_Your objective_
Among the lines listed below, count those that include the string "world", and state only the count.

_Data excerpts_

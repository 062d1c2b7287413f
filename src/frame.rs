//! Frame scheduler.
//!
//! One driver owns the per-frame stage order so "scroll sample → all
//! timeline evaluations → render → scene sync" is enforced here rather
//! than by incidental call order. Stages are registered at start in
//! canonical order and fanned out in registration order every frame.
//! Teardown clears the stage list synchronously; a stopped scheduler
//! yields no frames and therefore no further mutation anywhere.

use log::{debug, info};

/// Maximum believable frame delta; longer gaps (tab hidden, debugger)
/// are clamped so damped scrubs don't leap.
const MAX_DT: f32 = 0.1;
const FALLBACK_DT: f32 = 1.0 / 60.0;

#[derive(Debug, Clone, Copy, PartialEq, Eq)]
pub enum Stage {
    SampleScroll,
    EvaluateTimelines,
    RenderStarfield,
    SyncScene,
}

#[derive(Debug, Default)]
pub struct FrameScheduler {
    stages: Vec<Stage>,
    running: bool,
    last_tick: Option<f64>,
}

impl FrameScheduler {
    pub fn new() -> Self {
        Self::default()
    }

    /// Register the canonical stage order and start yielding frames.
    pub fn start(&mut self) {
        self.stages = vec![
            Stage::SampleScroll,
            Stage::EvaluateTimelines,
            Stage::RenderStarfield,
            Stage::SyncScene,
        ];
        self.running = true;
        self.last_tick = None;
        info!("frame scheduler started with {} stages", self.stages.len());
    }

    /// Halt synchronously and drop every registered stage.
    pub fn stop(&mut self) {
        if self.running {
            info!("frame scheduler stopped");
        }
        self.running = false;
        self.stages.clear();
        self.last_tick = None;
    }

    pub fn is_running(&self) -> bool {
        self.running
    }

    pub fn stages(&self) -> &[Stage] {
        &self.stages
    }

    /// Begin a frame at `now` (seconds). Returns the clamped frame delta,
    /// or `None` when stopped.
    pub fn begin_frame(&mut self, now: f64) -> Option<f32> {
        if !self.running {
            debug!("frame requested on stopped scheduler");
            return None;
        }
        let dt = match self.last_tick {
            Some(last) => ((now - last) as f32).clamp(0.0, MAX_DT),
            None => FALLBACK_DT,
        };
        self.last_tick = Some(now);
        Some(dt)
    }
}

#[cfg(test)]
mod tests {
    use super::*;

    #[test]
    fn stages_keep_canonical_order() {
        let mut sched = FrameScheduler::new();
        sched.start();
        assert_eq!(
            sched.stages(),
            [
                Stage::SampleScroll,
                Stage::EvaluateTimelines,
                Stage::RenderStarfield,
                Stage::SyncScene,
            ]
        );
    }

    #[test]
    fn stopped_scheduler_yields_no_frames() {
        let mut sched = FrameScheduler::new();
        sched.start();
        assert!(sched.begin_frame(0.0).is_some());

        sched.stop();
        assert!(sched.begin_frame(1.0).is_none());
        assert!(sched.stages().is_empty());
    }

    #[test]
    fn dt_is_clamped_and_defaults_on_first_frame() {
        let mut sched = FrameScheduler::new();
        sched.start();
        assert_eq!(sched.begin_frame(10.0), Some(FALLBACK_DT));
        let dt = sched.begin_frame(10.016).unwrap();
        assert!((dt - 0.016).abs() < 1e-4);
        // A five-second stall clamps
        assert_eq!(sched.begin_frame(15.0), Some(MAX_DT));
    }
}
impl CubeRig {
    fn ensure_measured(&mut self, anchor_map: &AnchorMap) -> bool {
        if self.measured {
            return true;
        }
        let mut cubes = Vec::with_capacity(self.rows * 2);
        for row in 0..self.rows {
            for side in [Side::Left, Side::Right] {
                let id = EntityId::cube(side, row);
                // Not all rest rects measurable yet: defer, retry later
                let Some(rect) = anchor_map.get(id.as_str()) else {
                    return false;
                };
                cubes.push(CubeInfo {
                    id,
                    side,
                    ring_index: row,
                    rest_center: rect.center(),
                });
            }
        }
        self.cubes = cubes;
        self.measured = true;
        true
    }

    fn invalidate(&mut self) {
        self.measured = false;
    }
}

struct OrbitPoint {
    pos: Vec2,
    /// 0 at the far side of the ellipse, 1 at the near side.
    depth: f32,
}

/// Position on the cube's ellipse around its companion's projected
/// center. `t` is revolutions progress in [0,1], `extra` widens the
/// radius (the drift phase).
fn orbit_point(
    info: &CubeInfo,
    rig_rows: usize,
    t: f32,
    extra_radius: f32,
    params: OrbitParams,
    ctx: &EvalCtx<'_>,
) -> Option<OrbitPoint> {
    let planet = ctx.projected(&info.companion())?;
    let dir = info.side.direction();

    // Evenly spaced ring per side, nudged so left and right rings don't mirror
    let ring_count = rig_rows.max(1) as f32;
    let base_angle = (info.ring_index as f32 / ring_count) * TAU + dir * FRAC_PI_6;
    let angle = base_angle + dir * t * params.turns(ctx.viewport) * TAU;

    let r = params.radius(ctx.viewport) + extra_radius;
    let tilt = params.tilt(ctx.viewport);
    let depth = (angle.sin() + 1.0) * 0.5;

    Some(OrbitPoint {
        pos: Vec2::new(planet.x + r * angle.cos(), planet.y + r * tilt * angle.sin()),
        depth,
    })
}

fn write_cube(
    ctx: &mut EvalCtx<'_>,
    id: &EntityId,
    offset: Vec2,
    rot_x: f32,
    rot_y: f32,
    scale: f32,
    opacity: Option<f32>,
) {
    if let Some(transform) = ctx.registry.transform_mut(id) {
        transform.position.x = offset.x;
        transform.position.y = offset.y;
        transform.rotation.x = rot_x;
        transform.rotation.y = rot_y;
        transform.scale.x = scale;
        transform.scale.y = scale;
        transform.scale.z = scale;
        if let Some(opacity) = opacity {
            transform.opacity = opacity;
        }
    }
}

/// Phase A (and the reduced entry): rise from an off-screen offset into
/// the resting grid, one cube at a time.
struct CubeEntry {
    rig: Rc<RefCell<CubeRig>>,
    lead: f32,
    window: f32,
    stagger: f32,
    offset_y_frac: f32,
    from_scale: f32,
    from_rot_x: f32,
}

impl PhaseEval for CubeEntry {
    fn eval(&mut self, ctx: &mut EvalCtx<'_>, local: f32) {
        let mut rig = self.rig.borrow_mut();
        if !rig.ensure_measured(ctx.anchors) {
            return;
        }
        let offset_y = ctx.viewport.y * self.offset_y_frac;
        for (i, info) in rig.cubes.iter().enumerate() {
            // Strictly scrub-linked: no ease on the rise
            let sub = phase_local(local, self.lead + self.stagger * i as f32, self.window);
            let id = info.id.clone();
            write_cube(
                ctx,
                &id,
                Vec2::new(0.0, lerp(offset_y, 0.0, sub)),
                lerp(self.from_rot_x, 0.0, sub),
                0.0,
                lerp(self.from_scale, 1.0, sub),
                Some(sub),
            );
        }
    }

    fn invalidate(&mut self) {
        self.rig.borrow_mut().invalidate();
    }
}

/// Phase C: pull toward the planet along an arced midpoint, then settle
/// onto the orbit's starting slot.
struct CubeFlight {
    rig: Rc<RefCell<CubeRig>>,
    params: OrbitParams,
    window: f32,
    stagger: f32,
}

impl PhaseEval for CubeFlight {
    fn eval(&mut self, ctx: &mut EvalCtx<'_>, local: f32) {
        let mut rig = self.rig.borrow_mut();
        if !rig.ensure_measured(ctx.anchors) {
            return;
        }
        let rows = rig.rows;
        for (i, info) in rig.cubes.iter().enumerate() {
            let sub = phase_local(local, self.stagger * i as f32, self.window);
            let Some(planet) = ctx.projected(&info.companion()) else {
                continue;
            };
            let Some(orbit_start) = orbit_point(info, rows, 0.0, 0.0, self.params, ctx) else {
                continue;
            };
            let base = info.base_center(ctx.scroll);
            // Arc the midpoint upward so the pull reads as a curve
            let mut mid = base.lerp(planet, 0.55);
            mid.y -= ctx.viewport.y * 0.12;

            let dir = info.side.direction();
            let c1 = Ease::Power2InOut.apply(phase_local(sub, 0.0, 0.55));
            let c2 = Ease::Power2InOut.apply(phase_local(sub, 0.55, 0.45));

            let (pos, rot_y, scale) = if sub < 0.55 {
                (
                    base.lerp(mid, c1),
                    lerp(0.0, dir * 75f32.to_radians(), c1),
                    lerp(1.0, 0.92, c1),
                )
            } else {
                (
                    mid.lerp(orbit_start.pos, c2),
                    lerp(dir * 75f32.to_radians(), dir * std::f32::consts::PI, c2),
                    lerp(0.92, 1.0, c2),
                )
            };

            let id = info.id.clone();
            write_cube(ctx, &id, pos - base, 0.0, rot_y, scale, None);
        }
    }

    fn invalidate(&mut self) {
        self.rig.borrow_mut().invalidate();
    }
}

/// Phase D: the revolution itself, with depth-based scale and opacity so
/// the near half of the ellipse reads closer.
struct CubeOrbit {
    rig: Rc<RefCell<CubeRig>>,
    params: OrbitParams,
}

impl PhaseEval for CubeOrbit {
    fn eval(&mut self, ctx: &mut EvalCtx<'_>, local: f32) {
        let mut rig = self.rig.borrow_mut();
        if !rig.ensure_measured(ctx.anchors) {
            return;
        }
        let rows = rig.rows;
        for info in rig.cubes.iter() {
            let Some(point) = orbit_point(info, rows, local, 0.0, self.params, ctx) else {
                continue;
            };
            let base = info.base_center(ctx.scroll);
            let dir = info.side.direction();
            let id = info.id.clone();
            write_cube(
                ctx,
                &id,
                point.pos - base,
                0.0,
                dir * local * TAU,
                lerp(ORBIT_SCALE.0, ORBIT_SCALE.1, point.depth),
                Some(lerp(ORBIT_OPACITY.0, ORBIT_OPACITY.1, point.depth)),
            );
        }
    }

    fn invalidate(&mut self) {
        self.rig.borrow_mut().invalidate();
    }
}
//! Scroll-driven celestial animation engine.
//!
//! `nocturne` maps a smoothed scroll offset onto multi-phase timelines
//! that write transforms for a fixed set of animatable entities (sun,
//! moon, project cubes, heading glyphs), paints a parallax starfield to a
//! raster surface, and converts between screen pixels and a
//! perspective-projected world. The page-composition layer sits behind
//! the [`engine::Host`] trait: it supplies viewport geometry, named
//! anchor rects and a drawing surface, registers entities, feeds
//! scroll/resize events, and reads transforms back after every frame.
//!
//! ```no_run
//! use nocturne::{Config, Engine, EntityId, EntityKind, Event, Transform};
//! # struct Page;
//! # impl nocturne::Host for Page {
//! #     fn viewport(&self) -> nocturne::gfx::math::Vec2 { nocturne::gfx::math::Vec2::new(1280.0, 800.0) }
//! #     fn anchor_rect(&self, _: &str) -> Option<nocturne::gfx::math::Rect> { None }
//! #     fn surface(&mut self) -> Option<&mut dyn nocturne::Surface> { None }
//! #     fn sync_scene(&mut self, _: &nocturne::Registry) -> anyhow::Result<()> { Ok(()) }
//! # }
//!
//! let mut page = Page;
//! let mut engine = Engine::new(Config::default());
//! engine.register_entity(EntityId::sun(), EntityKind::Object3D, Transform::default())?;
//! // ... register moon, cubes, glyphs ...
//! engine.start(&mut page);
//! engine.entities_ready();
//!
//! // per display refresh:
//! engine.handle_event(Event::Scroll { offset: 640.0 });
//! engine.frame(0.016, &mut page);
//! # Ok::<(), nocturne::EngineError>(())
//! ```

pub mod camera;
pub mod config;
pub mod engine;
pub mod error;
pub mod features;
pub mod frame;
pub mod gfx;
pub mod perf;
pub mod registry;
pub mod scroll;
pub mod timeline;

pub use camera::Camera;
pub use config::Config;
pub use engine::{Engine, Event, Host};
pub use error::EngineError;
pub use gfx::starfield::Starfield;
pub use gfx::surface::{SoftwareSurface, Surface};
pub use registry::{EntityId, EntityKind, Registry, Side, Transform};
pub use scroll::{ScrollSample, ScrollSource};
pub use timeline::{ScrollMarker, ScrubMode, Timeline, TimelineState, Trigger};
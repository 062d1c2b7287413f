//! Registry of animatable targets.
//!
//! The registry is the single owner of entity transform state: timelines
//! write through it, the renderer and the host scene read from it, and
//! nothing holds parallel copies. Ids are stable well-known names the
//! composition layer registers before signalling readiness.

use std::collections::HashMap;
use std::fmt;

use log::warn;

use crate::error::EngineError;
use crate::gfx::math::Vec3;

#[derive(Debug, Clone, PartialEq, Eq, Hash, PartialOrd, Ord)]
pub struct EntityId(String);

impl EntityId {
    pub fn new(id: impl Into<String>) -> Self {
        Self(id.into())
    }

    pub fn sun() -> Self {
        Self::new("sun")
    }

    pub fn moon() -> Self {
        Self::new("moon")
    }

    pub fn cube(side: Side, index: usize) -> Self {
        Self::new(format!("cube-{}-{index}", side.name()))
    }

    pub fn glyph(index: usize) -> Self {
        Self::new(format!("glyph-{index}"))
    }

    pub fn as_str(&self) -> &str {
        &self.0
    }
}

impl fmt::Display for EntityId {
    fn fmt(&self, f: &mut fmt::Formatter<'_>) -> fmt::Result {
        f.write_str(&self.0)
    }
}

#[derive(Debug, Clone, Copy, PartialEq, Eq)]
pub enum Side {
    Left,
    Right,
}

impl Side {
    pub fn name(self) -> &'static str {
        match self {
            Side::Left => "left",
            Side::Right => "right",
        }
    }

    /// Orbit/yaw direction: right-side entities turn positive.
    pub fn direction(self) -> f32 {
        match self {
            Side::Left => -1.0,
            Side::Right => 1.0,
        }
    }
}

#[derive(Debug, Clone, Copy, PartialEq, Eq)]
pub enum EntityKind {
    /// A scene object; position/rotation/scale are world units.
    Object3D,
    /// A DOM element; position is a CSS translate offset in logical px.
    DomElement,
}

#[derive(Debug, Clone, Copy, PartialEq)]
pub struct Transform {
    pub position: Vec3,
    /// Euler rotation, radians.
    pub rotation: Vec3,
    pub scale: Vec3,
    pub opacity: f32,
}

impl Default for Transform {
    fn default() -> Self {
        Self {
            position: Vec3::ZERO,
            rotation: Vec3::ZERO,
            scale: Vec3::ONE,
            opacity: 1.0,
        }
    }
}

#[derive(Debug, Clone)]
pub struct AnimatableEntity {
    pub id: EntityId,
    pub kind: EntityKind,
    pub transform: Transform,
}

#[derive(Debug, Default)]
pub struct Registry {
    entities: HashMap<EntityId, AnimatableEntity>,
    writes: u64,
}

impl Registry {
    pub fn new() -> Self {
        Self::default()
    }

    /// Register a new entity. Re-registering a live id signals a
    /// lifecycle bug upstream and is rejected.
    pub fn register(
        &mut self,
        id: EntityId,
        kind: EntityKind,
        initial: Transform,
    ) -> Result<(), EngineError> {
        if self.entities.contains_key(&id) {
            warn!("rejecting duplicate registration of entity `{id}`");
            return Err(EngineError::DuplicateRegistration(id.as_str().to_string()));
        }
        self.entities.insert(
            id.clone(),
            AnimatableEntity {
                id,
                kind,
                transform: initial,
            },
        );
        Ok(())
    }

    pub fn unregister(&mut self, id: &EntityId) -> Option<AnimatableEntity> {
        self.entities.remove(id)
    }

    pub fn contains(&self, id: &EntityId) -> bool {
        self.entities.contains_key(id)
    }

    pub fn get(&self, id: &EntityId) -> Option<&AnimatableEntity> {
        self.entities.get(id)
    }

    /// Mutable access to a transform. Every call counts as one write;
    /// the counter backs bind-idempotence checks and frame diagnostics.
    pub fn transform_mut(&mut self, id: &EntityId) -> Option<&mut Transform> {
        let entity = self.entities.get_mut(id)?;
        self.writes += 1;
        Some(&mut entity.transform)
    }

    pub fn write_count(&self) -> u64 {
        self.writes
    }

    pub fn len(&self) -> usize {
        self.entities.len()
    }

    pub fn is_empty(&self) -> bool {
        self.entities.is_empty()
    }

    pub fn iter(&self) -> impl Iterator<Item = &AnimatableEntity> {
        self.entities.values()
    }
}

#[cfg(test)]
mod tests {
    use super::*;

    #[test]
    fn duplicate_registration_is_rejected() {
        let mut reg = Registry::new();
        reg.register(EntityId::sun(), EntityKind::Object3D, Transform::default())
            .unwrap();

        let err = reg
            .register(EntityId::sun(), EntityKind::Object3D, Transform::default())
            .unwrap_err();
        assert_eq!(
            err,
            EngineError::DuplicateRegistration("sun".to_string())
        );
        assert_eq!(reg.len(), 1);
    }

    #[test]
    fn unregister_then_register_is_fine() {
        let mut reg = Registry::new();
        let id = EntityId::cube(Side::Left, 0);
        reg.register(id.clone(), EntityKind::DomElement, Transform::default())
            .unwrap();
        assert!(reg.unregister(&id).is_some());
        assert!(reg
            .register(id, EntityKind::DomElement, Transform::default())
            .is_ok());
    }

    #[test]
    fn writes_are_counted() {
        let mut reg = Registry::new();
        reg.register(EntityId::moon(), EntityKind::Object3D, Transform::default())
            .unwrap();
        assert_eq!(reg.write_count(), 0);

        reg.transform_mut(&EntityId::moon()).unwrap().opacity = 0.5;
        reg.transform_mut(&EntityId::moon()).unwrap().opacity = 0.25;
        assert_eq!(reg.write_count(), 2);
        assert!(reg.transform_mut(&EntityId::sun()).is_none());
        assert_eq!(reg.write_count(), 2);
    }

    #[test]
    fn well_known_ids_format() {
        assert_eq!(EntityId::cube(Side::Right, 3).as_str(), "cube-right-3");
        assert_eq!(EntityId::glyph(11).as_str(), "glyph-11");
    }
}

_Solution to this problem_
2